SATIROSKOP

 

Montag, 15. September 2014

 

Bundesrepublik hofft auf bayerische Unabhängigkeit nach schottischem Vorbild

 

Dem Beispiel Schottlands könnten bald weitere Regionen folgen: Auch Basken, Katalanen und Korsen streben nach staatlicher Unabhängigkeit. In Berlin hofft man nun, dass sich auch Bayern diesem Trend anschließt.

 

Ab in die blau-weiße Freiheit

Berlin, München (mdi) – Nur noch ein paar Tage, dann entscheiden die Schotten per Referendum, ob sie sich von Großbritannien loslösen und einen eigenen Staat gründen wollen - oder ober sie im Vereinigten Königreich verbleiben. Die britische Politik hat das Thema lange ignoriert angesichts der Umfragewerte, die stets eine Mehrheit der Gegner einer Abspaltung zeigten. Umso geschockter zeigte sie sich jetzt, da nun, kurz vor der Abstimmung, die Unabhängigkeits-Befürworter eine Mehrheit in den Umfragen erreicht haben und die Loslösung in greifbare Nähe rückt.Der britische Premier Cameron hisste gar die schottische Flagge, um seine Liebe für Schottland und das schottische Rohöl aus der Nordsee auszudrücken.
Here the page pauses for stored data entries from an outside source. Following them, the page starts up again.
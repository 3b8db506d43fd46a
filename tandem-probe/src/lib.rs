//! # Tandem Probe
//!
//! Runs the iteration engine and the cache end to end against the tokio event
//! loop and reports what happened: element counts, event-loop turns and how
//! often the cached function really ran.

use anyhow::{Context, Result, ensure};
use async_trait::async_trait;
use serde::Serialize;
use std::cell::Cell;
use std::sync::atomic::{AtomicUsize, Ordering};
use std::time::{Duration, Instant};
use tracing_subscriber::EnvFilter;

use tandem_cache::AsyncCache;
use tandem_core::{
    EngineConfig, EventLoop, NonblockingOptions, Text, nonblocking_map_with, parallel_map,
    serial_map,
};

pub const PROBE_ELEMENTS: u64 = 100_000;

/// Default filter when `RUST_LOG` is unset: probe stages at info, engine and
/// cache internals at warn.
pub const DEFAULT_LOG_FILTER: &str = "tandem_probe=info,tandem_core=warn,tandem_cache=warn";

/// Stderr subscriber for the probe. Set `RUST_LOG=tandem_core=trace` to see
/// every budget-driven yield, or `tandem_cache=trace` for hits and misses.
/// Safe to call more than once.
pub fn init_tracing() {
    let filter = EnvFilter::try_from_default_env()
        .unwrap_or_else(|_| EnvFilter::new(DEFAULT_LOG_FILTER));

    let _ = tracing_subscriber::fmt()
        .with_env_filter(filter)
        .with_writer(std::io::stderr)
        .without_time()
        .compact()
        .try_init();
}

/// Routes panics in the probe stages into the log before unwinding.
pub fn install_panic_hook() {
    std::panic::set_hook(Box::new(|info| {
        let message = match info.payload().downcast_ref::<&str>() {
            Some(text) => (*text).to_string(),
            None => info
                .payload()
                .downcast_ref::<String>()
                .cloned()
                .unwrap_or_else(|| "unknown panic".to_string()),
        };
        match info.location() {
            Some(at) => tracing::error!(file = at.file(), line = at.line(), %message, "probe panicked"),
            None => tracing::error!(%message, "probe panicked"),
        }
    }));
}

// ════════════════════════════════════════════════════════════════════
// Turn counting
// ════════════════════════════════════════════════════════════════════

/// Wraps an event loop and counts how many times control was handed back.
#[derive(Debug)]
pub struct CountingLoop<L> {
    inner: L,
    defers: Cell<usize>,
}

impl<L: EventLoop> CountingLoop<L> {
    pub fn new(inner: L) -> Self {
        Self {
            inner,
            defers: Cell::new(0),
        }
    }

    /// Turns used so far: the first one plus one per deferral.
    pub fn turns(&self) -> usize {
        self.defers.get() + 1
    }
}

#[async_trait(?Send)]
impl<L: EventLoop> EventLoop for CountingLoop<L> {
    fn now(&self) -> Instant {
        self.inner.now()
    }

    async fn defer(&self) {
        self.defers.set(self.defers.get() + 1);
        self.inner.defer().await;
    }
}

// ════════════════════════════════════════════════════════════════════
// Report
// ════════════════════════════════════════════════════════════════════

#[derive(Debug, Clone, Serialize)]
pub struct ProbeReport {
    pub time_budget_ms: u64,
    pub elements: u64,
    pub turns: usize,
    pub elapsed_ms: u64,
    pub serial_result: Vec<u64>,
    pub parallel_result: String,
    pub cache_lookups: usize,
    pub cache_invocations: usize,
}

/// Runs every probe stage with `config` and checks the results on the way.
pub async fn run(config: &EngineConfig) -> Result<ProbeReport> {
    let started = Instant::now();

    // Non-blocking map across as many turns as the budget demands.
    let input: Vec<u64> = (0..PROBE_ELEMENTS).collect();
    let event_loop = CountingLoop::new(config.event_loop());
    let options = NonblockingOptions::new()
        .time_budget(config.time_budget())
        .event_loop(&event_loop);
    let doubled = nonblocking_map_with(&input, options, |_, value, _, _| value * 2).await;
    ensure!(
        doubled.iter().enumerate().all(|(i, v)| *v == i as u64 * 2),
        "nonblocking map lost ordering"
    );
    tracing::info!(elements = doubled.len(), turns = event_loop.turns(), "nonblocking stage done");

    // Serial and parallel maps with real suspension points.
    let serial_result = serial_map(&vec![1u64, 2, 3], |value, _, _| async move {
        tokio::time::sleep(Duration::ZERO).await;
        value * 2
    })
    .await;

    let parallel_result = parallel_map(&Text::new("tandem"), |c, key, _| async move {
        tokio::time::sleep(Duration::from_millis(6 - key as u64)).await;
        c.to_ascii_uppercase()
    })
    .await;
    tracing::info!(?serial_result, %parallel_result, "async stages done");

    // Cached lookups: repeated keys should not reach the wrapped function.
    let invocations = AtomicUsize::new(0);
    let lookup = AsyncCache::new(|(zoom, tile): (u8, u32)| {
        invocations.fetch_add(1, Ordering::SeqCst);
        async move {
            tokio::time::sleep(Duration::from_millis(1)).await;
            (u64::from(zoom) << 32) | u64::from(tile)
        }
    });
    let requests = [(3u8, 7u32), (3, 8), (3, 7), (4, 7), (3, 8)];
    for request in requests {
        lookup
            .call(request)
            .await
            .with_context(|| format!("cached lookup for {:?}", request))?;
    }
    let cache_invocations = invocations.load(Ordering::SeqCst);
    tracing::info!(lookups = requests.len(), cache_invocations, "cache stage done");

    Ok(ProbeReport {
        time_budget_ms: config.time_budget().as_millis() as u64,
        elements: doubled.len() as u64,
        turns: event_loop.turns(),
        elapsed_ms: started.elapsed().as_millis() as u64,
        serial_result,
        parallel_result,
        cache_lookups: requests.len(),
        cache_invocations,
    })
}
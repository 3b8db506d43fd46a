use std::future::Future;

use crate::collection::{Collection, Gather, Results};

/// Awaits the iterator for one element at a time, in key order.
async fn drive<C, X, F, Fut, S>(collection: &C, context: &X, mut iterator: F, mut settle: S)
where
    C: Collection + ?Sized,
    X: ?Sized,
    F: FnMut(&X, C::Item, C::Key, &C) -> Fut,
    Fut: Future,
    S: FnMut(usize, C::Key, Fut::Output),
{
    let keys = collection.keys();
    let total = keys.len();
    tracing::debug!(shape = %collection.shape(), total, "serial iteration started");

    for (position, key) in keys.into_iter().enumerate() {
        let Some(value) = collection.get(&key).cloned() else {
            continue;
        };
        let output = iterator(context, value, key.clone(), collection).await;
        tracing::trace!(position, ?key, "serial element settled");
        settle(position, key, output);
    }

    tracing::debug!(total, "serial iteration finished");
}

pub async fn serial_for_each<C, F, Fut>(collection: &C, mut iterator: F)
where
    C: Collection + ?Sized,
    F: FnMut(C::Item, C::Key, &C) -> Fut,
    Fut: Future<Output = ()>,
{
    serial_for_each_with(collection, &(), |_, value, key, collection| {
        iterator(value, key, collection)
    })
    .await
}

pub async fn serial_for_each_with<C, X, F, Fut>(collection: &C, context: &X, iterator: F)
where
    C: Collection + ?Sized,
    X: ?Sized,
    F: FnMut(&X, C::Item, C::Key, &C) -> Fut,
    Fut: Future<Output = ()>,
{
    drive(collection, context, iterator, |_, _, ()| {}).await
}

pub async fn serial_map<C, F, Fut, R>(collection: &C, mut iterator: F) -> C::Output
where
    C: Gather<R> + ?Sized,
    F: FnMut(C::Item, C::Key, &C) -> Fut,
    Fut: Future<Output = R>,
{
    serial_map_with(collection, &(), |_, value, key, collection| {
        iterator(value, key, collection)
    })
    .await
}

pub async fn serial_map_with<C, X, F, Fut, R>(collection: &C, context: &X, iterator: F) -> C::Output
where
    C: Gather<R> + ?Sized,
    X: ?Sized,
    F: FnMut(&X, C::Item, C::Key, &C) -> Fut,
    Fut: Future<Output = R>,
{
    let mut results = Results::with_len(collection.len());
    drive(collection, context, iterator, |position, key, value| {
        results.set(position, key, value)
    })
    .await;
    collection.gather(results)
}
use std::future::Future;

use super::parallel::parallel_map_with;

/// An outer element of `async_map`: a lone item or a group of items.
#[derive(Debug, Clone, PartialEq, Eq)]
pub enum Nested<T> {
    Item(T),
    Group(Vec<T>),
}

impl<T> Nested<T> {
    pub fn is_group(&self) -> bool {
        matches!(self, Nested::Group(_))
    }

    /// A lone item becomes a one-element group.
    pub fn into_group(self) -> Vec<T> {
        match self {
            Nested::Item(item) => vec![item],
            Nested::Group(group) => group,
        }
    }
}

impl<T> From<Vec<T>> for Nested<T> {
    fn from(group: Vec<T>) -> Self {
        Nested::Group(group)
    }
}

#[derive(Debug, Clone, PartialEq, Eq)]
pub enum NestedOutput<R> {
    /// No outer element was a group; one result per item.
    Flat(Vec<R>),
    /// One result group per outer element, in outer order.
    Grouped(Vec<Vec<R>>),
}

impl<R> NestedOutput<R> {
    pub fn into_flat(self) -> Vec<R> {
        match self {
            NestedOutput::Flat(results) => results,
            NestedOutput::Grouped(groups) => groups.into_iter().flatten().collect(),
        }
    }
}

pub async fn async_map<T, F, Fut, R>(items: Vec<Nested<T>>, mut iterator: F) -> NestedOutput<R>
where
    T: Clone,
    F: FnMut(T, usize, &Vec<T>) -> Fut,
    Fut: Future<Output = R>,
{
    async_map_with(items, &(), |_, value, key, group| iterator(value, key, group)).await
}

/// Parallel map, flattened one level.
///
/// When any outer element is a group, the outer elements are taken one at a
/// time and each group is mapped in parallel; the next group is not started
/// until the previous one has fully settled. Keys seen by the iterator are
/// positions inside the group.
pub async fn async_map_with<T, X, F, Fut, R>(
    items: Vec<Nested<T>>,
    context: &X,
    mut iterator: F,
) -> NestedOutput<R>
where
    T: Clone,
    X: ?Sized,
    F: FnMut(&X, T, usize, &Vec<T>) -> Fut,
    Fut: Future<Output = R>,
{
    if !items.iter().any(Nested::is_group) {
        let flat: Vec<T> = items.into_iter().flat_map(Nested::into_group).collect();
        return NestedOutput::Flat(parallel_map_with(&flat, context, iterator).await);
    }

    tracing::debug!(groups = items.len(), "async map over nested groups");
    let mut grouped = Vec::with_capacity(items.len());
    for item in items {
        let group = item.into_group();
        grouped.push(parallel_map_with(&group, context, &mut iterator).await);
    }
    NestedOutput::Grouped(grouped)
}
Die Berliner Politik indes reagiert mit großen Hoffnungen auf die Entwicklung auf den britischen Inseln. Politiker aller Parteien zeigten sich zuversichtlich, dass nun auch die Unabhängigkeit Bayerns von der Bundesrepublik Deutschland folgen könne. Als erste zu Wort meldete sich Bundesverteidigungsministerin Ursula von der Leyen, die ein entsprechendes bayerisches Referendum als großen Tag "für die Demokratie und die Familien im Land" bezeichnete. Auch Bundesfinanzminister Wolfgang Schäuble hat offenbar keine Einwände gegen den Verlust Bayerns. Man müsse zwar auf ein paar leistungsstarke Unternehmen verzichten, aber "Steuerle zahlet die ja sowieso keine". Und auch auf die tölpelhafte Arroganz unserer südlichen Nachbarn "könnet mir verzichte". Selbst Bundeskanzlerin Angela Merkel, die sich ansonsten in politischen Debatten erst einmal zurückhält, äußerte umgehend ihre Zustimmung. "Entscheidungen innerhalb der Regierungskoalition werden dann auch einfacher", so die Kanzlerin.

Die SPD freut sich besonders darauf, dass nun die Bundespolitik einen gewissen Linksruck erfahren dürfte, fallen doch Millionen von überwiegend konservativen Wählern weg. Die Grünen zeigten sich erleichtert und schlugen vor, eine Maut für bayerische Autofahrer auf deutschen Straßen einzurichten. Auch die Linkspartei freut sich auf die Sezession und fordert, die zukünftige Grenze nach Bayern durch eine Mauer zu sichern.

In München war zunächst niemand für eine Stellungnahme zu haben. Der ehemalige bayerische Ministerpräsident Edmund Stoiber wird mit dem Kommentar "Äh... äh..." zitiert, während der amtierende Regierungschef Horst Seehofer nach einem Vortrag auf einer Tagung der katholischen Kirche in Oberammergau zum Thema "Die CSU als Hüterin der traditionellen Familie" das Wochenende bei seiner ehemaligen Geliebten und ihrem gemeinsamen außerehelichen Kind verbrachte.

Eine gewisse Zustimmung in der bayerischen Bevölkerung ist jedenfalls vorhanden. Laut einer Studie 23% der Bayern für einen unabhängigen Staat. Das ist doch schon ein Anfang.